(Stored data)

◇ ◇ ◇ ◇

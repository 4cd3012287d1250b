use relaybridge_peer::{EventKind, NetworkEvent, RelayAdapter, SERVER_CLIENT_ID};
use relaybridge_transport::{LoopbackNetwork, LoopbackRelay, PeerIdentity};

use crate::cmd::{load_config, LoopbackArgs};
use crate::exit::{peer_error, CliError, CliResult, FAILURE, SUCCESS, TIMEOUT, USAGE};
use crate::output::{print_event, OutputFormat};

const HOST_IDENTITY: PeerIdentity = PeerIdentity(1);
const FIRST_CLIENT_IDENTITY: u64 = 100;

struct LoopbackClient {
    label: String,
    adapter: RelayAdapter<LoopbackRelay>,
    echoed: bool,
}

pub fn run(args: LoopbackArgs, format: OutputFormat) -> CliResult<i32> {
    if args.clients == 0 {
        return Err(CliError::new(USAGE, "--clients must be at least 1"));
    }
    let config = load_config(args.config.as_ref())?;
    let network = LoopbackNetwork::new();

    let mut host = RelayAdapter::new(network.endpoint(HOST_IDENTITY), config.clone());
    host.init().map_err(|err| peer_error("host init failed", err))?;
    host.start_as_server()
        .map_err(|err| peer_error("host start failed", err))?;

    let mut clients = Vec::with_capacity(args.clients);
    for index in 0..args.clients {
        let identity = PeerIdentity(FIRST_CLIENT_IDENTITY + index as u64);
        let mut adapter = RelayAdapter::new(network.endpoint(identity), config.clone());
        adapter
            .init()
            .map_err(|err| peer_error("client init failed", err))?;
        adapter
            .start_as_client(HOST_IDENTITY)
            .map_err(|err| peer_error("client start failed", err))?;
        clients.push(LoopbackClient {
            label: format!("client-{index}"),
            adapter,
            echoed: false,
        });
    }

    let payload = args.data.as_bytes();
    let mut rounds = 0usize;
    while rounds < args.max_rounds && !clients.iter().all(|client| client.echoed) {
        rounds += 1;

        host.maintain();
        for event in drain(&mut host) {
            print_event("host", &event, host.channels(), format);
            if event.kind == EventKind::Data {
                host.send(event.client_id, &event.payload, event.channel)
                    .map_err(|err| peer_error("echo send failed", err))?;
            }
        }

        for client in &mut clients {
            client.adapter.maintain();
            for event in drain(&mut client.adapter) {
                print_event(&client.label, &event, client.adapter.channels(), format);
                match event.kind {
                    EventKind::Connect => client
                        .adapter
                        .send(SERVER_CLIENT_ID, payload, args.channel)
                        .map_err(|err| peer_error("client send failed", err))?,
                    EventKind::Data if event.payload.as_ref() == payload => client.echoed = true,
                    EventKind::Disconnect => {
                        return Err(CliError::new(
                            FAILURE,
                            format!("{} lost its host connection", client.label),
                        ))
                    }
                    _ => {}
                }
            }
        }
    }

    let echoed = clients.iter().filter(|client| client.echoed).count();
    for client in &mut clients {
        client.adapter.shutdown();
    }
    host.shutdown();

    if echoed < clients.len() {
        return Err(CliError::new(
            TIMEOUT,
            format!(
                "only {echoed} of {} clients received an echo after {rounds} rounds",
                clients.len()
            ),
        ));
    }

    tracing::info!(clients = echoed, rounds, "loopback exchange complete");
    Ok(SUCCESS)
}

/// Poll until the adapter reports nothing pending.
fn drain(adapter: &mut RelayAdapter<LoopbackRelay>) -> Vec<NetworkEvent> {
    std::iter::from_fn(|| {
        let event = adapter.poll();
        (event.kind != EventKind::Nothing).then_some(event)
    })
    .collect()
}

◇ ◇ ◇ ◇

Beginning with the first line above, could you copy every line exactly, up to and including the one with "const HOST_IDENTITY: PeerIdentity"?

TASK RESULT →
repository 4cd3012287d1250b
use relaybridge_peer::{EventKind, NetworkEvent, RelayAdapter, SERVER_CLIENT_ID};
use relaybridge_transport::{LoopbackNetwork, LoopbackRelay, PeerIdentity};

use crate::cmd::{load_config, LoopbackArgs};
use crate::exit::{peer_error, CliError, CliResult, FAILURE, SUCCESS, TIMEOUT, USAGE};
use crate::output::{print_event, OutputFormat};

const HOST_IDENTITY: PeerIdentity = PeerIdentity(1);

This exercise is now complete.